Choosing the right value type in Cheat Engine makes the difference between finding the address and getting zero or useless results. See the Scanning guide for the full flow and the Pointers guide for stable addresses; Glossary explains terms.

4 Bytes / 4 Bytes (unsigned)

Standard 32-bit integer. Use for whole numbers: health, ammo, gold, level, item IDs. Signed allows negative values; unsigned is 0 and up. Most simple game values are 4 Bytes.

Float / Double

Float is 32-bit floating point (decimals). Use for health bars shown as percentages, coordinates (X/Y/Z), speed, timers, or any value that has a decimal part. Double is 64-bit and used when the game needs higher precision (e.g. world coordinates in large maps).

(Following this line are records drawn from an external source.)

//! Append-only workflow event log.

use rusqlite::{params, Transaction};

use super::{is_unique_violation, store_err, Store};
use crate::domain::{Phase, WorkflowEvent};
use crate::errors::{EngineError, EngineResult};

impl Store {
    /// Append an event inside an existing transaction. A `(task_id, seq_no)`
    /// uniqueness violation surfaces as `duplicate_event`.
    pub fn append_event_tx(tx: &Transaction<'_>, event: &WorkflowEvent) -> EngineResult<()> {
        let res = tx.execute(
            "INSERT INTO workflow_events (task_id, seq_no, phase, event_type, payload_json, created_at)
             VALUES (?1, ?2, ?3, ?4, ?5, ?6)",
            params![
                event.task_id,
                event.seq_no,
                event.phase.as_str(),
                event.event_type,
                event.payload_json,
                event.created_at,
            ],
        );
        match res {
            Ok(_) => Ok(()),
            Err(e) if is_unique_violation(&e) => Err(EngineError::DuplicateEvent {
                task_id: event.task_id.clone(),
                seq_no: event.seq_no,
            }),
            Err(e) => Err(store_err(e)),
        }
    }

    /// Events for a task with `seq_no > since_seq`, ordered ascending.
    pub fn list_events_since(
        &self,
        task_id: &str,
        since_seq: i64,
    ) -> EngineResult<Vec<WorkflowEvent>> {
        let mut stmt = self
            .conn
            .prepare(
                "SELECT id, task_id, seq_no, phase, event_type, payload_json, created_at
                 FROM workflow_events
                 WHERE task_id = ?1 AND seq_no > ?2
                 ORDER BY seq_no ASC",
            )
            .map_err(store_err)?;

        let rows = stmt
            .query_map(params![task_id, since_seq], |row| {
                let phase: String = row.get(3)?;
                Ok((
                    WorkflowEvent {
                        id: row.get(0)?,
                        task_id: row.get(1)?,
                        seq_no: row.get(2)?,
                        phase: Phase::A,
                        event_type: row.get(4)?,
                        payload_json: row.get(5)?,
                        created_at: row.get(6)?,
                    },
                    phase,
                ))
            })
            .map_err(store_err)?;

        let mut events = Vec::new();
        for row in rows {
            let (mut event, phase) = row.map_err(store_err)?;
            event.phase = Phase::parse(&phase)
                .ok_or_else(|| EngineError::StoreWrite(format!("unknown phase value: {phase}")))?;
            events.push(event);
        }
        Ok(events)
    }
}
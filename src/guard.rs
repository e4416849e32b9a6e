//! Composite request-time guard: budget, permission, rate limit, rounds.

use std::collections::HashMap;
use std::sync::Mutex;

use crate::domain::{now_unix, CapabilitySheet, CostAction};
use crate::errors::{EngineError, EngineResult};
use crate::store::StoreHandle;
use crate::team::permission::PermissionBroker;
use crate::workflow::cost::BudgetGovernor;

/// Sliding rate-limit window in seconds.
const RATE_WINDOW_SECS: i64 = 60;

/// Rate and round limits.
#[derive(Debug, Clone, Copy)]
pub struct GuardConfig {
    pub max_rounds: i64,
    pub rate_limit_per_minute: u32,
}

struct RateBucket {
    count: u32,
    window_start: i64,
}

/// Runs the fixed request-time check order: budget, permission, rate
/// limit, round cap. Rate state is process-local by design; it is not
/// durable and not shared across instances.
pub struct Guard {
    governor: BudgetGovernor,
    broker: PermissionBroker,
    store: StoreHandle,
    pub config: GuardConfig,
    rate_counts: Mutex<HashMap<String, RateBucket>>,
}

impl Guard {
    pub fn new(
        store: StoreHandle,
        governor: BudgetGovernor,
        broker: PermissionBroker,
        config: GuardConfig,
    ) -> Self {
        Guard {
            governor,
            broker,
            store,
            config,
            rate_counts: Mutex::new(HashMap::new()),
        }
    }

    /// Run all checks in order, returning the first failure.
    pub async fn check_all(
        &self,
        task_id: &str,
        path: &str,
        command: &str,
        sheet: &CapabilitySheet,
    ) -> EngineResult<()> {
        if self.check_budget(task_id).await? == CostAction::Halt {
            return Err(EngineError::BudgetExceeded(task_id.to_string()));
        }

        if !self.broker.check_permission(sheet, path, command).await? {
            return Err(EngineError::PermissionDenied(format!(
                "path {path:?} command {command:?}"
            )));
        }

        self.check_rate_limit(task_id)?;
        self.check_rounds(task_id).await?;

        Ok(())
    }

    /// Load the task and evaluate its budget status.
    pub async fn check_budget(&self, task_id: &str) -> EngineResult<CostAction> {
        let id = task_id.to_string();
        let state = self.store.call(move |store| store.get_task(&id)).await?;
        Ok(self.governor.check_budget(&state))
    }

    /// Per-task sliding-window rate limit. The window resets lazily on the
    /// first check after it elapses.
    pub fn check_rate_limit(&self, task_id: &str) -> EngineResult<()> {
        let mut counts = self
            .rate_counts
            .lock()
            .map_err(|_| EngineError::StoreWrite("rate limiter lock poisoned".into()))?;

        let now = now_unix();
        let bucket = counts.entry(task_id.to_string()).or_insert(RateBucket {
            count: 0,
            window_start: now,
        });

        if now - bucket.window_start > RATE_WINDOW_SECS {
            bucket.count = 1;
            bucket.window_start = now;
            return Ok(());
        }

        if bucket.count >= self.config.rate_limit_per_minute {
            return Err(EngineError::RateLimitExceeded(task_id.to_string()));
        }

        bucket.count += 1;
        Ok(())
    }

    /// Fail once a task's round count reaches the configured maximum.
    pub async fn check_rounds(&self, task_id: &str) -> EngineResult<()> {
        let id = task_id.to_string();
        let state = self.store.call(move |store| store.get_task(&id)).await?;
        if state.round >= self.config.max_rounds {
            return Err(EngineError::MaxRoundsExceeded {
                round: state.round,
                max: self.config.max_rounds,
            });
        }
        Ok(())
    }
}

#[cfg(test)]
mod tests {
    use super::*;
    use crate::domain::{FlowState, FlowStatus, Phase};
    use crate::store::{store_err, Store};

    async fn setup(budget_used: f64, round: i64) -> Guard {
        let store = StoreHandle::new(Store::open_in_memory().unwrap());
        store
            .call(move |s| {
                let state = FlowState {
                    task_id: "t1".into(),
                    current_phase: Phase::C,
                    status: FlowStatus::Running,
                    state_version: 1,
                    round,
                    budget_used_usd: budget_used,
                    budget_cap_usd: 100.0,
                    last_event_seq: 1,
                    updated_at_unix: now_unix(),
                };
                let tx = s.conn.transaction().map_err(store_err)?;
                Store::create_task_tx(&tx, &state)?;
                tx.commit().map_err(store_err)
            })
            .await
            .unwrap();

        let governor = BudgetGovernor::new(store.clone());
        let broker = PermissionBroker::new(store.clone());
        Guard::new(
            store,
            governor,
            broker,
            GuardConfig {
                max_rounds: 3,
                rate_limit_per_minute: 5,
            },
        )
    }

    fn sheet() -> CapabilitySheet {
        CapabilitySheet {
            task_id: "t1".into(),
            allowed_paths: vec!["/workspace/".into()],
            allowed_commands: vec!["cargo build".into()],
            denied_patterns: vec![".env".into()],
            created_at_unix: 0,
        }
    }

    #[tokio::test]
    async fn test_check_all_passes_within_limits() {
        let guard = setup(0.0, 0).await;
        guard
            .check_all("t1", "/workspace/src/main.rs", "cargo build", &sheet())
            .await
            .unwrap();
    }

    #[tokio::test]
    async fn test_budget_halt_fails_first() {
        let guard = setup(100.0, 0).await;
        let err = guard
            .check_all("t1", "/workspace/src/main.rs", "cargo build", &sheet())
            .await
            .unwrap_err();
        assert_eq!(err, EngineError::BudgetExceeded("t1".into()));
    }

    #[tokio::test]
    async fn test_permission_denied_surfaces() {
        let guard = setup(0.0, 0).await;
        let err = guard
            .check_all("t1", "/etc/passwd", "cargo build", &sheet())
            .await
            .unwrap_err();
        assert!(matches!(err, EngineError::PermissionDenied(_)));
    }

    #[tokio::test]
    async fn test_rate_limit_boundary() {
        let guard = setup(0.0, 0).await;
        // Exactly `limit` checks succeed within the window.
        for _ in 0..5 {
            guard.check_rate_limit("t1").unwrap();
        }
        let err = guard.check_rate_limit("t1").unwrap_err();
        assert_eq!(err, EngineError::RateLimitExceeded("t1".into()));

        // Other tasks have independent windows.
        guard.check_rate_limit("t2").unwrap();
    }

    #[tokio::test]
    async fn test_budget_warn_does_not_block() {
        // 80% of cap is a warning, not a halt; check_all still passes.
        let guard = setup(80.0, 0).await;
        assert_eq!(guard.check_budget("t1").await.unwrap(), CostAction::Warn);
        guard
            .check_all("t1", "/workspace/src/main.rs", "cargo build", &sheet())
            .await
            .unwrap();
    }

    #[tokio::test]
    async fn test_rate_window_resets_after_elapsing() {
        let guard = setup(0.0, 0).await;
        for _ in 0..5 {
            guard.check_rate_limit("t1").unwrap();
        }
        assert!(guard.check_rate_limit("t1").is_err());

        // Age the window past its span; the next check starts a new one.
        {
            let mut counts = guard.rate_counts.lock().unwrap();
            counts.get_mut("t1").unwrap().window_start -= RATE_WINDOW_SECS + 1;
        }
        guard.check_rate_limit("t1").unwrap();
    }

    #[tokio::test]
    async fn test_round_cap() {
        let guard = setup(0.0, 3).await;
        let err = guard.check_rounds("t1").await.unwrap_err();
        assert_eq!(err, EngineError::MaxRoundsExceeded { round: 3, max: 3 });

        let guard = setup(0.0, 2).await;
        guard.check_rounds("t1").await.unwrap();
    }
}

8 Bytes / 8 Bytes (unsigned)

64-bit integer. Use when the number is very large (e.g. currency in some MMOs) or when 4 Bytes gives zero results and the value is a whole number. Some games use 8 Bytes for timestamps or unique IDs.

String / Unicode

Text. Use when you want to find or replace a name, a message, or any visible text. String is typically ASCII; Unicode is UTF-16 (common in Windows games). You can scan for exact text or “Unknown” and narrow with “Changed value.”

Array of byte / AOB

Used for finding code patterns (AOB scans), not usually for “value” scans. Handy when you need to locate a specific instruction sequence for code injection. See the Glossary (AOB) and code-injection guides.

Quick decision guide

Use this table to pick a value type when scanning in Cheat Engine:

Value type Use for
4 Bytes / 4 Bytes (unsigned)Health, ammo, gold, level, whole numbers
FloatPercentages, coordinates, decimals
DoubleHigh-precision numbers, large coordinates
8 BytesVery large integers, timestamps, IDs
String / UnicodeNames, text, visible strings

Integer (no decimals) → 4 Bytes (or 8 Bytes if huge). Percentage or coordinate → Float. Still zero results? Try Float or “Unknown initial value” with Increased/Decreased. Names or text → String or Unicode.